Personal information
- Full name: Candace Marie Chapman
- Date of birth: 2 April 1983 (age 43)
- Place of birth: Port of Spain, Trinidad and Tobago
- Height: 5 ft 7 in (1.70 m)
- Position: Defender

College career
- Years: Team / Apps / (Gls)
- 2001–2005: Notre Dame Fighting Irish / 92 / (20)

Senior career*
- Years: Team / Apps / (Gls)
- 2001, 2003: Toronto Inferno
- 2005: Atlanta Silverbacks / 10 / (0)
- 2006–2008: Vancouver Whitecaps
- 2009: Boston Breakers / 11 / (0)
- 2010: FC Gold Pride / 21 / (0)
- 2011: Western New York Flash / 12 / (0)
- 2013: Washington Spirit / 8 / (0)

International career
- 2001–2002: Canada U-19 / 23 / (8)
- 2002–2012: Canada / 114 / (6)

Medal record
Women's Football
Representing Canada
Summer Olympic Games
| Bronze medal – third place | 2012 London | Team |
Pan American Games
| Bronze medal – third place | 2007 Rio de Janeiro | Team |
| Gold medal – first place | 2011 Guadalajara | Team |

= Candace Chapman =

Canadian soccer player (born 1983)

Candace Marie Chapman (born 2 April 1983) is a retired Trinidad and Tobago-born, Canadian soccer player.
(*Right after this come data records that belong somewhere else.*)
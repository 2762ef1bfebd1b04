//! Access-control table.
//!
//! Every protected operation is listed once with the roles allowed to call it
//! and, optionally, an ownership predicate evaluated against the resource's
//! owning user. Handlers never re-derive these rules; they name the operation
//! and let [`Policy::evaluate`] decide.

use uuid::Uuid;

use crate::entity::role::Role;

/// Protected operations. Register, login and the public blog/comment reads
/// are not listed and never consult the gate.
#[derive(Debug, Clone, Copy, PartialEq, Eq, Hash)]
pub enum Operation {
    ListAllUsers,
    ListUsers,
    GetUser,
    CreateUser,
    UpdateUser,
    DeleteUser,
    UploadUserImage,
    DeleteUserImage,
    CreateBlog,
    UpdateBlog,
    DeleteBlog,
    CreateComment,
    UpdateComment,
    DeleteComment,
}

#[derive(Debug, Clone, Copy, PartialEq, Eq)]
pub enum Ownership {
    /// Any caller holding one of the roles may proceed.
    None,
    /// The caller must be the owning user, unless they are an admin.
    SelfOrAdmin,
}

#[derive(Debug, Clone, Copy, PartialEq, Eq)]
pub struct Policy {
    pub roles: &'static [Role],
    pub ownership: Ownership,
}

#[derive(Debug, Clone, Copy, PartialEq, Eq)]
pub enum Decision {
    Allow,
    /// The caller's role is not in the operation's role set.
    DenyRole,
    /// The caller holds a permitted role but does not own the resource.
    DenyOwnership,
}

const ADMIN: &[Role] = &[Role::Admin];
const ANY_ROLE: &[Role] = &[Role::Admin, Role::User];

const fn rule(roles: &'static [Role], ownership: Ownership) -> Policy {
    Policy { roles, ownership }
}

impl Operation {
    #[rustfmt::skip]
    pub const fn policy(self) -> Policy {
        use Operation::*;
        use Ownership::*;

        match self {
            ListAllUsers    => rule(ADMIN, None),
            ListUsers       => rule(ANY_ROLE, None),
            GetUser         => rule(ANY_ROLE, None),
            CreateUser      => rule(ADMIN, None),
            UpdateUser      => rule(ANY_ROLE, SelfOrAdmin),
            DeleteUser      => rule(ANY_ROLE, SelfOrAdmin),
            UploadUserImage => rule(ANY_ROLE, SelfOrAdmin),
            DeleteUserImage => rule(ANY_ROLE, SelfOrAdmin),
            CreateBlog      => rule(ANY_ROLE, SelfOrAdmin),
            UpdateBlog      => rule(ANY_ROLE, SelfOrAdmin),
            DeleteBlog      => rule(ANY_ROLE, SelfOrAdmin),
            CreateComment   => rule(ANY_ROLE, SelfOrAdmin),
            UpdateComment   => rule(ANY_ROLE, SelfOrAdmin),
            DeleteComment   => rule(ANY_ROLE, SelfOrAdmin),
        }
    }
}

impl Policy {
    /// Evaluate the policy for a caller.
    ///
    /// `owner` is the resource's owning user. When it is `None` only the role
    /// gate runs, which lets handlers reject a bad role before any lookup and
    /// apply the ownership gate once the resource is loaded.
    pub fn evaluate(&self, caller_id: Uuid, caller_role: Role, owner: Option<Uuid>) -> Decision {
        if !self.roles.contains(&caller_role) {
            return Decision::DenyRole;
        }
        match (self.ownership, owner) {
            (Ownership::SelfOrAdmin, Some(owner))
                if caller_role != Role::Admin && owner != caller_id =>
            {
                Decision::DenyOwnership
            }
            _ => Decision::Allow,
        }
    }
}
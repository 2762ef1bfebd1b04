use sea_orm::entity::prelude::*;
use serde::{Deserialize, Serialize};

/// Coarse permission tag carried in every token.
#[derive(
    Clone,
    Copy,
    Debug,
    PartialEq,
    Eq,
    Hash,
    EnumIter,
    DeriveActiveEnum,
    Serialize,
    Deserialize,
    utoipa::ToSchema,
)]
#[sea_orm(rs_type = "String", db_type = "String(StringLen::N(16))")]
#[serde(rename_all = "UPPERCASE")]
pub enum Role {
    #[sea_orm(string_value = "ADMIN")]
    Admin,
    #[sea_orm(string_value = "USER")]
    User,
}

/// The role assigned to newly registered users.
pub const DEFAULT_ROLE: Role = Role::User;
From Ajax, Ontario, she played as a defender and was a member of the Canadian national team. She is currently a youth team national coach.

==Early life==
Chapman was born in Port of Spain, Trinidad and Tobago. She is a graduate of the University of Notre Dame with majors in sociology and computer applications.

==Club career==
After being named as a discovery player by the Boston Breakers of WPS on 16 January 2009, she played with them for the 2009 season. She subsequently agreed to terms with FC Gold Pride for the 2010 season. Following Gold Pride's folding, she signed for Western New York Flash, where she played the 2011 season along with fellow Canadian and national team captain Christine Sinclair.For the 2013 NWSL season Chapman joined Washington Spirit in the new National Women's Soccer League. Because she holds US permanent residency, she was not subject to the league's limit on international players.

==International career==
On 6 August 2008, Chapman scored the first point in the first event at the 2008 Summer Olympics with her goal against Argentina in the 27th minute in Tianjin, China.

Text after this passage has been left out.